1. Structure and Mechanism of Action:

  • Penicillins are beta-lactam antibiotics characterized by their beta-lactam ring structure.
  • They inhibit bacterial cell wall synthesis by binding to penicillin-binding proteins (PBPs), which are crucial for the cross-linking of peptidoglycan layers in bacterial cell walls. This leads to cell lysis and death, particularly in actively dividing bacteria.

2. Spectrum of Activity:

  • Penicillins are primarily effective against gram-positive bacteria (e.g., Streptococcus, Staphylococcus) and some gram-negative bacteria (e.g., Neisseria).
  • Some extended-spectrum penicillins (like piperacillin) have activity against certain gram-negative bacteria.

3. Types of Penicillins:

  • Natural Penicillins: e.g., Penicillin G and Penicillin V. These are effective against many streptococci and some staphylococci.
  • Aminopenicillins: e.g., Amoxicillin and Ampicillin. They have a broader spectrum and can target some gram-negative bacteria.
  • Penicillinase-resistant Penicillins: e.g., Methicillin and Nafcillin. These are designed to resist degradation by staphylococcal beta-lactamase.
  • Extended-spectrum Penicillins: e.g., Piperacillin and Ticarcillin. They are effective against a wider range of bacteria, including Pseudomonas aeruginosa.

4. Side Effects and Resistance:

  • Common side effects include allergic reactions (ranging from rashes to anaphylaxis), gastrointestinal disturbances, and, in some cases, superinfections.
  • Resistance can occur through the production of beta-lactamase enzymes by bacteria, which hydrolyze the beta-lactam ring, rendering the antibiotic ineffective.

Macrolides

1. Structure and Mechanism of Action:

  • Macrolides are characterized by a large lactone ring and are derived from Streptomyces bacteria.
  • They work by inhibiting protein synthesis by binding to the 50S subunit of the bacterial ribosome, blocking peptide elongation during translation.

2. Spectrum of Activity:

  • Macrolides are primarily effective against gram-positive bacteria (e.g., Streptococcus pneumoniae) and atypical pathogens (e.g., Mycoplasma, Chlamydia, Legionella).
  • They also have some activity against certain gram-negative bacteria, but their spectrum is generally narrower than that of penicillins.

3. Common Macrolides:

  • Erythromycin: One of the first macrolides, often used for respiratory tract infections.
  • Clarithromycin: An analog of erythromycin with improved pharmacokinetics and activity against some gram-negative bacteria.
  • Azithromycin: Known for its long half-life, allowing for once-daily dosing.
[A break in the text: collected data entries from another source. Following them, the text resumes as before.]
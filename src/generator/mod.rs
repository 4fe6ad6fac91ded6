//! Generator module - pre-renders the site into static HTML files

use anyhow::Result;
use std::fs;
use std::path::{Path, PathBuf};

use crate::cms::ContentApi;
use crate::templates::{TemplateRenderer, LOGO_SVG, STYLESHEET};
use crate::views::{DetailView, ListingState};
use crate::Blog;

/// Counts of what a generation run wrote
#[derive(Debug, Default, Clone, Copy, PartialEq, Eq)]
pub struct GenerateStats {
    pub listing_pages: usize,
    pub posts: usize,
    pub skipped: usize,
}

/// Static site generator
pub struct Generator<'a> {
    blog: &'a Blog,
    api: &'a dyn ContentApi,
    renderer: TemplateRenderer,
}

impl<'a> Generator<'a> {
    /// Create a new generator
    pub fn new(blog: &'a Blog, api: &'a dyn ContentApi) -> Result<Self> {
        Ok(Self {
            blog,
            api,
            renderer: TemplateRenderer::new()?,
        })
    }

    /// Generate the entire site
    pub async fn generate(&self) -> Result<GenerateStats> {
        // Ensure public directory exists
        fs::create_dir_all(&self.blog.public_dir)?;

        self.write_assets()?;

        let listing_pages = self.generate_listing_pages().await?;
        let (posts, skipped) = self.generate_post_pages().await?;

        Ok(GenerateStats {
            listing_pages,
            posts,
            skipped,
        })
    }

    fn write_assets(&self) -> Result<()> {
        write_file(&self.blog.public_dir.join("styles.css"), STYLESHEET)?;
        write_file(&self.blog.public_dir.join("spacetraveling.svg"), LOGO_SVG)?;
        Ok(())
    }

    /// Generate `index.html` and `page/N/index.html`, each showing pages 1..=N
    ///
    /// A single listing state is grown with "load more" and snapshotted after
    /// every page, the same sequence a visitor clicking through would see.
    async fn generate_listing_pages(&self) -> Result<usize> {
        let config = &self.blog.config;
        let mut listing = ListingState::load(self.api).await?;

        loop {
            let pages = listing.pages_loaded();
            let html = listing.render(&self.renderer, config)?;

            let output_path = if pages == 1 {
                self.blog.public_dir.join("index.html")
            } else {
                self.blog
                    .public_dir
                    .join(format!("page/{}/index.html", pages))
            };
            write_file(&output_path, &html)?;
            tracing::debug!("Generated: {:?}", output_path);

            if !listing.can_load_more() || pages >= config.max_pages {
                return Ok(pages);
            }
            listing.load_more(self.api).await?;
        }
    }

    /// Generate `post/<uid>/index.html` for every enumerated post
    async fn generate_post_pages(&self) -> Result<(usize, usize)> {
        let uids = self.api.post_uids().await?;
        let mut generated = 0;
        let mut skipped = 0;

        for uid in uids {
            let Some(output_path) = self.post_output_path(&uid) else {
                tracing::warn!("Skipping post with unsafe uid {:?}", uid);
                skipped += 1;
                continue;
            };

            let post = self.api.post(&uid).await?;
            let html = DetailView::from(post).render(&self.renderer, &self.blog.config)?;
            write_file(&output_path, &html)?;
            tracing::debug!("Generated post: {:?}", output_path);
            generated += 1;
        }

        Ok((generated, skipped))
    }

    /// Output file of a post, `None` if the uid cannot be a single directory name
    fn post_output_path(&self, uid: &str) -> Option<PathBuf> {
        let safe = !uid.is_empty()
            && !uid.starts_with('.')
            && !uid.contains(['/', '\\'])
            && !uid.chars().any(char::is_control);
        safe.then(|| self.blog.public_dir.join("post").join(uid).join("index.html"))
    }
}

fn write_file(path: &Path, content: &str) -> Result<()> {
    if let Some(parent) = path.parent() {
        fs::create_dir_all(parent)
            .map_err(|e| anyhow::anyhow!("Failed to create dir {:?}: {}", parent, e))?;
    }
    fs::write(path, content).map_err(|e| anyhow::anyhow!("Failed to write {:?}: {}", path, e))?;
    Ok(())
}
It’s commonly used for respiratory infections and STIs.

4. Side Effects and Resistance:

  • Common side effects include gastrointestinal disturbances, such as nausea and diarrhea, and potential hepatotoxicity.
  • Resistance mechanisms include methylation of the ribosomal RNA target site and efflux pumps that reduce intracellular concentrations of the antibiotic.

Summary

  • Penicillins are primarily effective against gram-positive bacteria and work by disrupting cell wall synthesis, while macrolides target protein synthesis and are effective against a range of pathogens, including some atypical bacteria.
  • Both classes face challenges related to bacterial resistance, necessitating ongoing surveillance and research into new antibiotic strategies.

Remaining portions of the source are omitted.